Operations Review (Operational Assessments):
The Operational Assessment is an extensive review of all functions within the Health Information/Medical Records Department and a brief review of the Business Office, Denial Management, Patient Financial Services, Admitting Department and other related functions as they pertain to demographic capture and clinical record processing. Our comprehensive operational assessments include a review of medical records processing activities from initial chart receipt and completion through coding, abstracting and final reporting, focusing on the processes and backlog avoidance.
Operational Reviews are conducted by experienced Health Information Professionals who will thoroughly review each aspect of your daily operation and the HIM departments effectiveness in the revenue cycle.
Analyzing all health information (medical record) service systems from admission to permanent filing providing detailed reports of our observations and proposed solutions. We examine chart control, access and storage, tracking systems, assembly, coding, DRG and APC assignment, compliance, abstraction, management, organization, information collection and dissemination, chart completion, and companion functions of utilization review, performance improvement/quality management, risk management, denial management and medical staff credentialing/privileging.
- Health Information Services Procedures and Policies
Reviewing existing procedures and policies to offer guidelines and standards for improved procedures and increased productivity.
- Revenue Cycle Enhancement
Reviewing existing data and information flow from admission to record completions including attestation completion to identify opportunities to improve lag time from discharge-to-code. Working with staff involved in each step to identify barriers to achieving optimal completion intervals.

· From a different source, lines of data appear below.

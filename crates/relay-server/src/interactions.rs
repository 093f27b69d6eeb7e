//! Interactions webhook.
//!
//! Handles the chat platform's ping and the `subscribe` slash command. Every
//! request must carry a valid signature from the application's public key.

use crate::handlers::AppState;
use crate::metrics;
use crate::signature::SignatureError;
use axum::body::Bytes;
use axum::extract::State;
use axum::http::{HeaderMap, StatusCode};
use axum::response::{IntoResponse, Response};
use axum::Json;
use ccrelay_core::StoreError;
use ccrelay_protocol::interaction::{
    Interaction, InteractionResponse, InteractionType, CC_OPTION, SUBSCRIBE_COMMAND,
};
use std::sync::Arc;
use thiserror::Error;
use tracing::{error, info, warn};

/// Errors answering an interaction.
#[derive(Debug, Error)]
pub enum InteractionError {
    #[error("Unauthorized: {0}")]
    Unauthorized(#[from] SignatureError),

    #[error("Malformed interaction: {0}")]
    Malformed(#[from] serde_json::Error),

    #[error("Unsupported interaction type: {0:?}")]
    Unsupported(InteractionType),

    #[error("Unknown command: {0}")]
    UnknownCommand(String),

    #[error("Missing required option: {0}")]
    MissingOption(&'static str),

    #[error("Interaction has no channel")]
    MissingChannel,

    #[error("Failed to store subscription: {0}")]
    Store(#[from] StoreError),
}

impl IntoResponse for InteractionError {
    fn into_response(self) -> Response {
        let status = match &self {
            InteractionError::Unauthorized(_) => StatusCode::UNAUTHORIZED,
            InteractionError::Store(_) => StatusCode::INTERNAL_SERVER_ERROR,
            _ => StatusCode::BAD_REQUEST,
        };
        let body = Json(serde_json::json!({ "error": self.to_string() }));
        (status, body).into_response()
    }
}

/// `POST` handler for the interactions endpoint.
pub async fn interactions_handler(
    State(state): State<Arc<AppState>>,
    headers: HeaderMap,
    body: Bytes,
) -> Result<Json<InteractionResponse>, InteractionError> {
    match verify_and_handle(&state, &headers, &body).await {
        Ok(response) => Ok(Json(response)),
        Err(e) => {
            match &e {
                InteractionError::Store(_) => error!(error = %e, "Interaction failed"),
                _ => warn!(error = %e, "Rejected interaction"),
            }
            metrics::record_error("interaction");
            Err(e)
        }
    }
}

async fn verify_and_handle(
    state: &AppState,
    headers: &HeaderMap,
    body: &[u8],
) -> Result<InteractionResponse, InteractionError> {
    state
        .verifier
        .as_ref()
        .ok_or(SignatureError::NotConfigured)?
        .verify(headers, body)?;

    let interaction: Interaction = serde_json::from_slice(body)?;
    handle_interaction(state, &interaction).await
}

/// Answer one interaction.
///
/// # Errors
///
/// Returns an error for unsupported interactions, malformed commands, or if
/// the subscription cannot be stored.
pub async fn handle_interaction(
    state: &AppState,
    interaction: &Interaction,
) -> Result<InteractionResponse, InteractionError> {
    if interaction.kind == InteractionType::Ping {
        return Ok(InteractionResponse::pong());
    }

    let invocation = interaction
        .invocation()
        .ok_or(InteractionError::Unsupported(interaction.kind))?;

    if invocation.command_name != SUBSCRIBE_COMMAND {
        return Err(InteractionError::UnknownCommand(
            invocation.command_name.to_string(),
        ));
    }

    let cc = invocation
        .string_arg(CC_OPTION)
        .ok_or(InteractionError::MissingOption(CC_OPTION))?;
    let channel_id = invocation
        .origin_channel_id
        .ok_or(InteractionError::MissingChannel)?;

    state.subscriptions.subscribe(cc, channel_id).await?;
    metrics::record_subscription();
    info!(topic = %cc, channel = %channel_id, "Subscribed channel to CC");

    Ok(InteractionResponse::message(format!(
        "subscribed channel to CC \"{cc}\""
    )))
}

#[cfg(test)]
mod tests {
    use super::*;
    use crate::handlers::testing::{serve, test_state};
    use crate::signature::testing::{sign, TEST_TIMESTAMP};
    use crate::signature::{SIGNATURE_HEADER, TIMESTAMP_HEADER};
    use ccrelay_protocol::interaction::ResponseType;
    use serde_json::{json, Value};

    fn interaction(value: Value) -> Interaction {
        serde_json::from_value(value).unwrap()
    }

    fn subscribe(cc: &str, channel: &str) -> Interaction {
        interaction(json!({
            "type": 2,
            "channel_id": channel,
            "data": {"name": "subscribe", "options": [{"name": "cc", "value": cc}]}
        }))
    }

    #[tokio::test]
    async fn test_ping() {
        let state = test_state(Arc::default());
        let response = handle_interaction(&state, &interaction(json!({"type": 1})))
            .await
            .unwrap();
        assert_eq!(response.kind, ResponseType::Pong);
    }

    #[tokio::test]
    async fn test_subscribe_command() {
        let state = test_state(Arc::default());

        let response = handle_interaction(&state, &subscribe("The Irons", "c1"))
            .await
            .unwrap();
        assert_eq!(
            response,
            InteractionResponse::message("subscribed channel to CC \"The Irons\"")
        );
        assert_eq!(
            state.subscriptions.channels("The Irons").await.unwrap(),
            vec!["c1"]
        );

        // Repeating the command is harmless.
        handle_interaction(&state, &subscribe("The Irons", "c1"))
            .await
            .unwrap();
        assert_eq!(
            state.subscriptions.channels("The Irons").await.unwrap(),
            vec!["c1"]
        );
    }

    #[tokio::test]
    async fn test_rejected_interactions() {
        let state = test_state(Arc::default());

        let unknown = interaction(json!({
            "type": 2, "channel_id": "c1", "data": {"name": "unsubscribe", "options": []}
        }));
        assert!(matches!(
            handle_interaction(&state, &unknown).await,
            Err(InteractionError::UnknownCommand(name)) if name == "unsubscribe"
        ));

        let no_cc = interaction(json!({
            "type": 2, "channel_id": "c1", "data": {"name": "subscribe"}
        }));
        assert!(matches!(
            handle_interaction(&state, &no_cc).await,
            Err(InteractionError::MissingOption("cc"))
        ));

        let no_channel = interaction(json!({
            "type": 2, "data": {"name": "subscribe", "options": [{"name": "cc", "value": "A"}]}
        }));
        assert!(matches!(
            handle_interaction(&state, &no_channel).await,
            Err(InteractionError::MissingChannel)
        ));

        let component = interaction(json!({"type": 3}));
        assert!(matches!(
            handle_interaction(&state, &component).await,
            Err(InteractionError::Unsupported(InteractionType::MessageComponent))
        ));
    }

    async fn post_interaction(
        addr: std::net::SocketAddr,
        body: &Value,
        signature: Option<String>,
    ) -> reqwest::Response {
        let body = serde_json::to_vec(body).unwrap();
        let mut request = reqwest::Client::new()
            .post(format!("http://{addr}/interactions"))
            .header("content-type", "application/json");
        if let Some(signature) = signature {
            request = request
                .header(SIGNATURE_HEADER, signature)
                .header(TIMESTAMP_HEADER, TEST_TIMESTAMP);
        }
        request.body(body).send().await.unwrap()
    }

    fn signed(body: &Value) -> Option<String> {
        Some(sign(&serde_json::to_vec(body).unwrap()))
    }

    #[tokio::test]
    async fn test_interactions_endpoint() {
        let state = test_state(Arc::default());
        let addr = serve(state.clone()).await;

        let ping = json!({"type": 1});
        let response = post_interaction(addr, &ping, signed(&ping)).await;
        assert_eq!(response.status(), reqwest::StatusCode::OK);
        assert_eq!(response.json::<Value>().await.unwrap(), json!({"type": 1}));

        let command = json!({
            "type": 2,
            "channel_id": "965757702376681576",
            "data": {"name": "subscribe", "options": [{"type": 3, "name": "cc", "value": "The Irons"}]}
        });
        let response = post_interaction(addr, &command, signed(&command)).await;
        assert_eq!(response.status(), reqwest::StatusCode::OK);

        let body: Value = response.json().await.unwrap();
        assert_eq!(
            body,
            json!({"type": 4, "data": {"content": "subscribed channel to CC \"The Irons\""}})
        );
        assert_eq!(
            state.subscriptions.channels("The Irons").await.unwrap(),
            vec!["965757702376681576"]
        );

        let unknown = json!({"type": 2, "data": {"name": "nope"}});
        let rejected = post_interaction(addr, &unknown, signed(&unknown)).await;
        assert_eq!(rejected.status(), reqwest::StatusCode::BAD_REQUEST);
    }

    #[tokio::test]
    async fn test_unsigned_interactions_are_rejected() {
        let state = test_state(Arc::default());
        let addr = serve(state.clone()).await;

        let command = json!({
            "type": 2,
            "channel_id": "c1",
            "data": {"name": "subscribe", "options": [{"name": "cc", "value": "The Irons"}]}
        });

        let missing = post_interaction(addr, &command, None).await;
        assert_eq!(missing.status(), reqwest::StatusCode::UNAUTHORIZED);

        let other_body = json!({"type": 1});
        let wrong = post_interaction(addr, &command, signed(&other_body)).await;
        assert_eq!(wrong.status(), reqwest::StatusCode::UNAUTHORIZED);

        let garbage = post_interaction(addr, &command, Some("00".repeat(64))).await;
        assert_eq!(garbage.status(), reqwest::StatusCode::UNAUTHORIZED);

        assert!(state
            .subscriptions
            .channels("The Irons")
            .await
            .unwrap()
            .is_empty());
    }

    #[tokio::test]
    async fn test_rejects_everything_without_public_key() {
        let mut state = test_state(Arc::default());
        Arc::get_mut(&mut state).unwrap().verifier = None;
        let addr = serve(state).await;

        let ping = json!({"type": 1});
        let response = post_interaction(addr, &ping, signed(&ping)).await;
        assert_eq!(response.status(), reqwest::StatusCode::UNAUTHORIZED);
    }
}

Assisting supervisory staff with self-analysis techniques and with initiating concise monitoring and correction mechanisms to improve coding accuracy and timeliness, reduce claim denials, and accounts receivable management.
Observing system wide relationships and interchange of information between key departments and the health information department, with the goal to improve the timeliness of bill preparation and reduction of days in accounts receivable.
Abbreviated or "Brief" assessments can be performed to focus on a specific function or issue.
This comprehensive transcription assessment and evaluation includes comparing on-site/off-site and outsourcing transcription support options, operational reviews, dictation and transcription equipment needs, developing RFPs for obtaining system/equipment quotations and summarizing competitive bids received, and quality of work assessments.
This comprehensive assessment and evaluation includes a coding quality review, educational summary conference, review of documentation, assessment of workflow and barriers to timely and accurate coding, resources & tools available, and staffing allocations.